Pemberian antibiotik sesuai dengan kelompok umur. Untuk bayi di bawah 3
bulan diberikan golongan penisillin dan aminoglikosida. Untuk umur >3
bulan, ampisilin dipadu dengan kloramfenikol merupakan obat pilihan
pertama. Bila keadaan pasien berat atau terdapat empiema, antibiotik pilihan
adalah golongan sefalosporin.

5
 Bila anak disertai demam (≥ 39º C) yang tampaknya menyebabkan distress,
berikan parasetamol.
 Bila ditemukan adanya wheeze, beri bronchodilator kerja cepat, dengan
salah satu cara berikut:
- Salbutamol nebulisasi.
- Salbutamol dengan MDI (metered dose inhaler) dengan spacer.
- Jika kedua cara tidak tersedia, beri suntikan epinefrin (adrenalin)secara
subkutan.
- Suportif:
 Pemberian oksigen sesuai derajat sesaknya, pemberian dilakukan sampai
tanda hipoksia (seperti tarikan dinding dada ke dalam yang berat atau napas
cepat) tidak ditemukan lagi.
 Nutrisi parenteral diberikan selama pasien masih sesak. Kebutuhan cairan
rumatan diberikan sesuai umur anak, tetapi hati-hati terhadap kelebihan
cairan/overhidrasi.

Komplikasi.
Komplikasi pneumonia pada anak meliputi empiema torasis, perikarditis
purulenta, pneumotoraks atau infeksi ekstrapulmoner seperti meningitis prulenta.
Empiema torasis merupakan komplikasi tersering yang terjadi pada pneumonia
bakteri, curiga ke arah ini apabila terdapat demam persisten meskipun sedang diberi
antibiotik, ditemukan tanda klinis dan gambaran foto dada yang mendukung yaitu
adanya cairan pada satu atau kedua sisi dada.
Ilten F dkk, melaporkan mengenai komplikasi miokarditis (tekanan sistolik
kanan meningkat, kreatinin kinase meningkat, dan gagal jantung) yang cukup tinggi
pada seri pneumonia anak berusia 2-24 bulan. Oleh karena miokarditis merupakan
keadaan yang fatal, maka dianjurkan untuk melakukan deteksi dengan teknik
noninvasif seperti EKG, ekokardiografi, dan pemeriksaan enzim.

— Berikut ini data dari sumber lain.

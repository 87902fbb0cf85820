//! Pointer/touch interaction: tracked raycast targets, hover state and click
//! dispatch.
//!
//! The manager keeps an explicit registry of interactive nodes instead of
//! scanning the scene graph, maintains one interaction point in normalised
//! device coordinates, and raycasts it against the registry once per frame.
//! Touch contacts are tracked per platform identifier so a quick tap can be
//! told apart from a drag.

use crate::animation::{Curve, Easing, Keyframe};
use crate::camera::{PerspectiveCamera, Viewport};
use crate::particles::{EmitterOptions, EmitterShape, ParticleSystem};
use crate::raycast::{self, Ray, RayHit};
use crate::scaler::{AnchorSpec, CanvasScaler};
use crate::scene::SceneGraph;
use crate::types::{NodeId, Range};
use glam::{Quat, Vec2, Vec3};
use std::sync::Arc;

/// Maximum duration of a touch contact that still counts as a tap.
const TAP_WINDOW_SECONDS: f32 = 0.5;

/// Interaction point parked off-screen (no pointer present).
const POINT_OFFSCREEN: Vec2 = Vec2::new(-2.0, -2.0);

/// One active touch contact.
#[derive(Copy, Clone, Debug)]
pub struct TouchRecord {
    pub identifier: u64,
    pub client_x: f32,
    pub client_y: f32,
    /// Manager clock time at touch start.
    pub start_time: f32,
    /// Cleared on the first move; a contact that moved is a drag, not a tap.
    pub allow_click: bool,
}

/// Click listeners receive the first raycast hit, or `None` when the click
/// landed on empty space.
pub type ClickListener = Box<dyn FnMut(Option<&RayHit>)>;

pub struct InteractManager {
    /// Globally suppresses raycasting (e.g. while a modal overlay is open).
    pub enabled: bool,
    tracked: Vec<NodeId>,
    interact_point: Vec2,
    hits: Vec<RayHit>,
    touches: Vec<TouchRecord>,
    listeners: Vec<(String, ClickListener)>,
    hover_anchor: NodeId,
    hover_emitter_node: NodeId,
    hover_particles: ParticleSystem,
    pointer_cursor: bool,
    clock: f32,
}

impl InteractManager {
    /// Creates the manager and its hover particle emitter, anchored to the
    /// centre of the given scaler.
    pub fn new(graph: &mut SceneGraph, scaler: &mut CanvasScaler) -> Self {
        let hover_anchor = graph.add_node();
        if let Some(node) = graph.get_mut(hover_anchor) {
            node.anchor = Some(AnchorSpec::centered());
        }
        scaler.attach_to_root(graph, hover_anchor);

        let hover_emitter_node = graph.spawn_child(hover_anchor);
        if let Some(node) = graph.get_mut(hover_emitter_node) {
            node.rotation = Quat::from_rotation_x(-std::f32::consts::FRAC_PI_2);
        }

        let size_curve = Curve::new(vec![
            Keyframe::new(0.0, 1.0, Easing::Linear),
            Keyframe::new(0.3, 1.0, Easing::Exponential),
            Keyframe::new(1.0, 0.0, Easing::Linear),
        ]);

        let mut hover_particles = ParticleSystem::new(EmitterOptions {
            rate: 30.0,
            shape: EmitterShape::Rect {
                width: 1.0,
                height: 0.0,
            },
            lifetime: Range::new(0.3, 0.6),
            start_speed: Range::new(2.0, 4.0),
            start_size: Range::fixed(0.5),
            start_angle: Range::fixed(std::f32::consts::FRAC_PI_4),
            size_curve: Some(Arc::new(size_curve)),
        });
        hover_particles.pause();

        let point_scale = hover_particles.point_scale_handle();
        scaler.set_reposition_hook(hover_anchor, move |_, metrics| {
            point_scale.set(metrics.pixels_per_reference_unit());
        });

        Self {
            enabled: true,
            tracked: Vec::new(),
            interact_point: POINT_OFFSCREEN,
            hits: Vec::new(),
            touches: Vec::new(),
            listeners: Vec::new(),
            hover_anchor,
            hover_emitter_node,
            hover_particles,
            pointer_cursor: false,
            clock: 0.0,
        }
    }

    pub fn hover_anchor(&self) -> NodeId {
        self.hover_anchor
    }

    pub fn hover_particles(&self) -> &ParticleSystem {
        &self.hover_particles
    }

    /// Registers a node as a raycast target.
    pub fn track_object(&mut self, node: NodeId) {
        self.tracked.push(node);
    }

    pub fn untrack_object(&mut self, node: NodeId) {
        if let Some(pos) = self.tracked.iter().position(|&id| id == node) {
            self.tracked.remove(pos);
        }
    }

    pub fn tracked_count(&self) -> usize {
        self.tracked.len()
    }

    /// Registers a click listener under a caller-supplied identity key so the
    /// owner can deregister independently. Registering an already-used key
    /// replaces the previous listener.
    pub fn add_click_listener(&mut self, key: &str, listener: impl FnMut(Option<&RayHit>) + 'static) {
        let boxed: ClickListener = Box::new(listener);
        if let Some(slot) = self.listeners.iter_mut().find(|(k, _)| k == key) {
            slot.1 = boxed;
        } else {
            self.listeners.push((key.to_owned(), boxed));
        }
    }

    pub fn remove_click_listener(&mut self, key: &str) {
        self.listeners.retain(|(k, _)| k != key);
    }

    pub fn listener_count(&self) -> usize {
        self.listeners.len()
    }

    /// The nearest raycast hit from the last update, if any.
    pub fn first_hit(&self) -> Option<&RayHit> {
        self.hits.first()
    }

    pub fn hits(&self) -> &[RayHit] {
        &self.hits
    }

    /// `true` while the pointer is over a tracked object; the host mirrors
    /// this into the cursor affordance.
    pub fn pointer_cursor(&self) -> bool {
        self.pointer_cursor
    }

    pub fn interact_point(&self) -> Vec2 {
        self.interact_point
    }

    pub fn active_touches(&self) -> &[TouchRecord] {
        &self.touches
    }

    pub fn on_mouse_over(&mut self, client_x: f32, client_y: f32, viewport: &Viewport) {
        self.hover_particles.play();
        self.interact_point = viewport.client_to_ndc(client_x, client_y);
    }

    pub fn on_mouse_out(&mut self) {
        self.hover_particles.pause();
    }

    pub fn on_mouse_move(&mut self, client_x: f32, client_y: f32, viewport: &Viewport) {
        self.interact_point = viewport.client_to_ndc(client_x, client_y);
    }

    /// Dispatches the current first hit (or `None`) to every listener.
    pub fn on_mouse_click(&mut self) {
        let hit = self.hits.first().copied();
        for (_, listener) in &mut self.listeners {
            listener(hit.as_ref());
        }
    }

    pub fn on_touch_start(&mut self, identifier: u64, client_x: f32, client_y: f32, viewport: &Viewport) {
        self.hover_particles.play();

        self.touches.push(TouchRecord {
            identifier,
            client_x,
            client_y,
            start_time: self.clock,
            allow_click: true,
        });

        self.interact_point = viewport.client_to_ndc(client_x, client_y);
    }

    pub fn on_touch_move(&mut self, identifier: u64, client_x: f32, client_y: f32, viewport: &Viewport) {
        let Some(touch) = self
            .touches
            .iter_mut()
            .find(|t| t.identifier == identifier)
        else {
            return;
        };

        touch.client_x = client_x;
        touch.client_y = client_y;
        touch.allow_click = false;

        self.interact_point = viewport.client_to_ndc(client_x, client_y);
    }

    /// Ends a touch contact. A contact that never moved and lasted less than
    /// the tap window refreshes the raycast at the current interaction point
    /// and synthesizes exactly one click.
    pub fn on_touch_end(
        &mut self,
        identifier: u64,
        graph: &mut SceneGraph,
        camera: &PerspectiveCamera,
        scaler: &CanvasScaler,
    ) {
        let Some(index) = self.touches.iter().position(|t| t.identifier == identifier) else {
            return;
        };

        let touch = self.touches[index];
        if touch.allow_click && self.clock - touch.start_time < TAP_WINDOW_SECONDS {
            // Make sure hit data reflects the final touch position.
            self.update(0.0, graph, camera, scaler);
            self.on_mouse_click();
        }

        self.interact_point = POINT_OFFSCREEN;
        self.touches.remove(index);

        if self.touches.is_empty() {
            self.hover_particles.pause();
        }
    }

    pub fn on_touch_cancel(&mut self, identifier: u64) {
        let Some(index) = self.touches.iter().position(|t| t.identifier == identifier) else {
            return;
        };

        self.interact_point = POINT_OFFSCREEN;
        self.touches.remove(index);

        if self.touches.is_empty() {
            self.hover_particles.pause();
        }
    }

    /// Per-frame update: advances the hover emitter, raycasts the interaction
    /// point against tracked objects (nearest hit first) and refreshes the
    /// cursor affordance. Must run before screens consume hit results.
    pub fn update(
        &mut self,
        dt: f32,
        graph: &mut SceneGraph,
        camera: &PerspectiveCamera,
        scaler: &CanvasScaler,
    ) {
        self.clock += dt;

        graph.set_position(
            self.hover_emitter_node,
            Vec3::new(
                self.interact_point.x * scaler.half_width(),
                self.interact_point.y * scaler.half_height(),
                0.0,
            ),
        );
        self.hover_particles.update(dt);

        self.hits.clear();
        if self.enabled {
            let ray = Ray::from_camera(camera, self.interact_point);
            raycast::intersect_nodes(&ray, graph, &self.tracked, &mut self.hits);
        }

        self.pointer_cursor = !self.hits.is_empty();
    }
}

Langkah Promotif/Preventif.
Pencegahan untuk Pneumococcus dan H.influenzae dapat dilakukan dengan
vaksin yang sudah tersedia. Efektivitas vaksin pneumokok adalah sebesar 70% dan

6
untuk H.influenzae 95%. Infeksi H. influenzae bisa dicegah dengan rifampisin bagi
kontak di rumah tangga atau di tempat penitipan anak.